Records provided START
mod common;

use common::add_video;
use common::engine;
use common::live_rate;
use common::loaded_page;
use common::ok;
use core::time::Duration;
use vs_dom::DomHost;
use vs_dom::EventKind;
use vs_dom::MemoryDom;
use vs_dom::NodeId;
use vs_dom::PageEvent;
use vs_engine::Engine;
use vs_engine::Registration;
use vs_engine::enforcer::PREFERRED_RATE_ATTR;

fn registration(engine: &Engine<MemoryDom>, video: NodeId) -> Registration {
    engine
        .registry()
        .get(video)
        .cloned()
        .unwrap_or_else(|| unreachable!())
}

fn type_custom_rate(engine: &mut Engine<MemoryDom>, input: NodeId, text: &str) {
    ok(engine.host_mut().set_value(input, text));
}

#[test]
fn choosing_a_preset_sets_the_rate_and_mirrors_it() {
    let (mut engine, video) = loaded_page("example.com", None);
    let controls = registration(&engine, video);

    ok(engine.host_mut().set_value(controls.select, "2"));
    engine.handle(PageEvent::Change(controls.select));

    assert_eq!(live_rate(&engine, video), 2.0);
    assert_eq!(engine.preferred_rate(video), Some(2.0));
    assert_eq!(
        engine.host().attribute(video, PREFERRED_RATE_ATTR).as_deref(),
        Some("2")
    );
    assert_eq!(engine.host().value(controls.input).as_deref(), Some("2"));
}

#[test]
fn choosing_the_custom_entry_changes_nothing() {
    let (mut engine, video) = loaded_page("example.com", None);
    let controls = registration(&engine, video);

    ok(engine.host_mut().set_value(controls.select, "custom"));
    engine.handle(PageEvent::Change(controls.select));

    assert_eq!(live_rate(&engine, video), 1.0);
    assert_eq!(engine.preferred_rate(video), None);
}

#[test]
fn enter_in_the_custom_input_applies_the_rate() {
    let (mut engine, video) = loaded_page("example.com", None);
    let controls = registration(&engine, video);

    type_custom_rate(&mut engine, controls.input, "1.75");
    engine.handle(PageEvent::KeyUp {
        node: controls.input,
        key: "Enter".to_owned(),
    });

    assert_eq!(live_rate(&engine, video), 1.75);
    assert_eq!(
        engine.host().value(controls.select).as_deref(),
        Some("custom")
    );
}

#[test]
fn other_keys_in_the_custom_input_are_ignored() {
    let (mut engine, video) = loaded_page("example.com", None);
    let controls = registration(&engine, video);

    type_custom_rate(&mut engine, controls.input, "3");
    engine.handle(PageEvent::KeyUp {
        node: controls.input,
        key: "3".to_owned(),
    });

    assert_eq!(live_rate(&engine, video), 1.0);
}

#[test]
fn apply_button_submits_the_custom_input() {
    let (mut engine, video) = loaded_page("example.com", None);
    let controls = registration(&engine, video);

    type_custom_rate(&mut engine, controls.input, "3.25");
    engine.handle(PageEvent::Click(controls.apply_button));

    assert_eq!(live_rate(&engine, video), 3.25);
    assert_eq!(engine.preferred_rate(video), Some(3.25));
    assert_eq!(
        engine.host().value(controls.select).as_deref(),
        Some("custom")
    );
}

#[test]
fn non_positive_or_garbage_custom_input_is_rejected() {
    let (mut engine, video) = loaded_page("example.com", None);
    let controls = registration(&engine, video);

    for text in ["0", "-2", "fast", ""] {
        type_custom_rate(&mut engine, controls.input, text);
        engine.handle(PageEvent::Click(controls.apply_button));
        assert_eq!(live_rate(&engine, video), 1.0, "input {text:?}");
    }
    assert_eq!(engine.preferred_rate(video), None);
}

#[test]
fn rate_refused_by_the_host_leaves_state_untouched() {
    let (mut engine, video) = loaded_page("example.com", None);
    let controls = registration(&engine, video);

    assert!(!engine.apply_rate(video, 20.0));
    assert_eq!(live_rate(&engine, video), 1.0);
    assert_eq!(engine.preferred_rate(video), None);
    assert_eq!(engine.host().value(controls.select).as_deref(), Some("1"));
}

#[test]
fn enforcement_restores_the_preferred_rate_while_playing() {
    let (mut engine, video) = loaded_page("example.com", None);
    assert!(engine.apply_rate(video, 1.5));
    ok(engine.host_mut().set_paused(video, false));

    ok(engine.host_mut().set_playback_rate(video, 1.0));
    engine.advance(Duration::from_millis(1_000));

    assert_eq!(live_rate(&engine, video), 1.5);
}

#[test]
fn paused_videos_are_enforced_on_play_instead_of_on_tick() {
    let (mut engine, video) = loaded_page("example.com", None);
    assert!(engine.apply_rate(video, 1.5));

    ok(engine.host_mut().set_playback_rate(video, 1.0));
    engine.advance(Duration::from_millis(3_000));
    assert_eq!(live_rate(&engine, video), 1.0);

    ok(engine.host_mut().set_paused(video, false));
    engine.handle(PageEvent::Play(video));
    assert_eq!(live_rate(&engine, video), 1.5);
}

#[test]
fn a_page_set_rate_is_adopted_on_attach() {
    let mut engine = engine("example.com");
    let video = add_video(&mut engine, None);
    ok(engine.host_mut().set_playback_rate(video, 1.75));
    engine.handle(PageEvent::Load);

    let controls = registration(&engine, video);
    assert_eq!(engine.preferred_rate(video), Some(1.75));
    assert_eq!(
        engine.host().value(controls.select).as_deref(),
        Some("custom")
    );
    assert_eq!(engine.host().value(controls.input).as_deref(), Some("1.75"));
}

#[test]
fn a_stored_preference_wins_over_the_live_rate_on_attach() {
    let mut engine = engine("example.com");
    let video = add_video(&mut engine, None);
    ok(engine.host_mut().set_attribute(video, PREFERRED_RATE_ATTR, "0.5"));
    ok(engine.host_mut().set_playback_rate(video, 3.0));
    engine.handle(PageEvent::Load);

    let controls = registration(&engine, video);
    assert_eq!(live_rate(&engine, video), 0.5);
    assert_eq!(engine.host().value(controls.select).as_deref(), Some("0.5"));
}

#[test]
fn detached_videos_are_no_longer_enforced() {
    let (mut engine, video) = loaded_page("example.com", None);
    assert!(engine.apply_rate(video, 2.0));
    ok(engine.host_mut().set_paused(video, false));

    assert!(engine.detach(video));
    assert!(!engine.host().has_listener(video, EventKind::Play));
    ok(engine.host_mut().set_playback_rate(video, 1.0));
    engine.advance(Duration::from_millis(5_000));
    engine.handle(PageEvent::Play(video));

    assert_eq!(live_rate(&engine, video), 1.0);
}

#[test]
fn zero_submitted_with_enter_changes_nothing() {
    let (mut engine, video) = loaded_page("example.com", None);
    let controls = registration(&engine, video);

    type_custom_rate(&mut engine, controls.input, "0");
    engine.handle(PageEvent::KeyUp {
        node: controls.input,
        key: "Enter".to_owned(),
    });

    assert_eq!(live_rate(&engine, video), 1.0);
    assert_eq!(engine.preferred_rate(video), None);
}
Records provided END
▶ _Problem to solve_
Transcribe the entire listing. Leave every word as it is.

▶ _Response_
mod common;

use common::add_video;
use common::engine;
use common::live_rate;
use common::loaded_page;
use common::ok;
use core::time::Duration;
use vs_dom::DomHost;
use vs_dom::EventKind;
use vs_dom::MemoryDom;
use vs_dom::NodeId;
use vs_dom::PageEvent;
use vs_engine::Engine;
use vs_engine::Registration;
use vs_engine::enforcer::PREFERRED_RATE_ATTR;

fn registration(engine: &Engine<MemoryDom>, video: NodeId) -> Registration {
    engine
        .registry()
        .get(video)
        .cloned()
        .unwrap_or_else(|| unreachable!())
}

fn type_custom_rate(engine: &mut Engine<MemoryDom>, input: NodeId, text: &str) {
    ok(engine.host_mut().set_value(input, text));
}

#[test]
fn choosing_a_preset_sets_the_rate_and_mirrors_it() {
    let (mut engine, video) = loaded_page("example.com", None);
    let controls = registration(&engine, video);

    ok(engine.host_mut().set_value(controls.select, "2"));
    engine.handle(PageEvent::Change(controls.select));

    assert_eq!(live_rate(&engine, video), 2.0);
    assert_eq!(engine.preferred_rate(video), Some(2.0));
    assert_eq!(
        engine.host().attribute(video, PREFERRED_RATE_ATTR).as_deref(),
        Some("2")
    );
    assert_eq!(engine.host().value(controls.input).as_deref(), Some("2"));
}

#[test]
fn choosing_the_custom_entry_changes_nothing() {
    let (mut engine, video) = loaded_page("example.com", None);
    let controls = registration(&engine, video);

    ok(engine.host_mut().set_value(controls.select, "custom"));
    engine.handle(PageEvent::Change(controls.select));

    assert_eq!(live_rate(&engine, video), 1.0);
    assert_eq!(engine.preferred_rate(video), None);
}

#[test]
fn enter_in_the_custom_input_applies_the_rate() {
    let (mut engine, video) = loaded_page("example.com", None);
    let controls = registration(&engine, video);

    type_custom_rate(&mut engine, controls.input, "1.75");
    engine.handle(PageEvent::KeyUp {
        node: controls.input,
        key: "Enter".to_owned(),
    });

    assert_eq!(live_rate(&engine, video), 1.75);
    assert_eq!(
        engine.host().value(controls.select).as_deref(),
        Some("custom")
    );
}

#[test]
fn other_keys_in_the_custom_input_are_ignored() {
    let (mut engine, video) = loaded_page("example.com", None);
    let controls = registration(&engine, video);

    type_custom_rate(&mut engine, controls.input, "3");
    engine.handle(PageEvent::KeyUp {
        node: controls.input,
        key: "3".to_owned(),
    });

    assert_eq!(live_rate(&engine, video), 1.0);
}

#[test]
fn apply_button_submits_the_custom_input() {
    let (mut engine, video) = loaded_page("example.com", None);
    let controls = registration(&engine, video);

    type_custom_rate(&mut engine, controls.input, "3.25");
    engine.handle(PageEvent::Click(controls.apply_button));

    assert_eq!(live_rate(&engine, video), 3.25);
    assert_eq!(engine.preferred_rate(video), Some(3.25));
    assert_eq!(
        engine.host().value(controls.select).as_deref(),
        Some("custom")
    );
}

#[test]
fn non_positive_or_garbage_custom_input_is_rejected() {
    let (mut engine, video) = loaded_page("example.com", None);
    let controls = registration(&engine, video);

    for text in ["0", "-2", "fast", ""] {
        type_custom_rate(&mut engine, controls.input, text);
        engine.handle(PageEvent::Click(controls.apply_button));
        assert_eq!(live_rate(&engine, video), 1.0, "input {text:?}");
    }
    assert_eq!(engine.preferred_rate(video), None);
}

#[test]
fn rate_refused_by_the_host_leaves_state_untouched() {
    let (mut engine, video) = loaded_page("example.com", None);
    let controls = registration(&engine, video);

    assert!(!engine.apply_rate(video, 20.0));
    assert_eq!(live_rate(&engine, video), 1.0);
    assert_eq!(engine.preferred_rate(video), None);
    assert_eq!(engine.host().value(controls.select).as_deref(), Some("1"));
}

#[test]
fn enforcement_restores_the_preferred_rate_while_playing() {
    let (mut engine, video) = loaded_page("example.com", None);
    assert!(engine.apply_rate(video, 1.5));
    ok(engine.host_mut().set_paused(video, false));

    ok(engine.host_mut().set_playback_rate(video, 1.0));
    engine.advance(Duration::from_millis(1_000));

    assert_eq!(live_rate(&engine, video), 1.5);
}

#[test]
fn paused_videos_are_enforced_on_play_instead_of_on_tick() {
    let (mut engine, video) = loaded_page("example.com", None);
    assert!(engine.apply_rate(video, 1.5));

    ok(engine.host_mut().set_playback_rate(video, 1.0));
    engine.advance(Duration::from_millis(3_000));
    assert_eq!(live_rate(&engine, video), 1.0);

    ok(engine.host_mut().set_paused(video, false));
    engine.handle(PageEvent::Play(video));
    assert_eq!(live_rate(&engine, video), 1.5);
}

#[test]
fn a_page_set_rate_is_adopted_on_attach() {
    let mut engine = engine("example.com");
    let video = add_video(&mut engine, None);
    ok(engine.host_mut().set_playback_rate(video, 1.75));
    engine.handle(PageEvent::Load);

    let controls = registration(&engine, video);
    assert_eq!(engine.preferred_rate(video), Some(1.75));
    assert_eq!(
        engine.host().value(controls.select).as_deref(),
        Some("custom")
    );
    assert_eq!(engine.host().value(controls.input).as_deref(), Some("1.75"));
}

#[test]
fn a_stored_preference_wins_over_the_live_rate_on_attach() {
    let mut engine = engine("example.com");
    let video = add_video(&mut engine, None);
    ok(engine.host_mut().set_attribute(video, PREFERRED_RATE_ATTR, "0.5"));
    ok(engine.host_mut().set_playback_rate(video, 3.0));
    engine.handle(PageEvent::Load);

    let controls = registration(&engine, video);
    assert_eq!(live_rate(&engine, video), 0.5);
    assert_eq!(engine.host().value(controls.select).as_deref(), Some("0.5"));
}

#[test]
fn detached_videos_are_no_longer_enforced() {
    let (mut engine, video) = loaded_page("example.com", None);
    assert!(engine.apply_rate(video, 2.0));
    ok(engine.host_mut().set_paused(video, false));

    assert!(engine.detach(video));
    assert!(!engine.host().has_listener(video, EventKind::Play));
    ok(engine.host_mut().set_playback_rate(video, 1.0));
    engine.advance(Duration::from_millis(5_000));
    engine.handle(PageEvent::Play(video));

    assert_eq!(live_rate(&engine, video), 1.0);
}

#[test]
fn zero_submitted_with_enter_changes_nothing() {
    let (mut engine, video) = loaded_page("example.com", None);
    let controls = registration(&engine, video);

    type_custom_rate(&mut engine, controls.input, "0");
    engine.handle(PageEvent::KeyUp {
        node: controls.input,
        key: "Enter".to_owned(),
    });

    assert_eq!(live_rate(&engine, video), 1.0);
    assert_eq!(engine.preferred_rate(video), None);
}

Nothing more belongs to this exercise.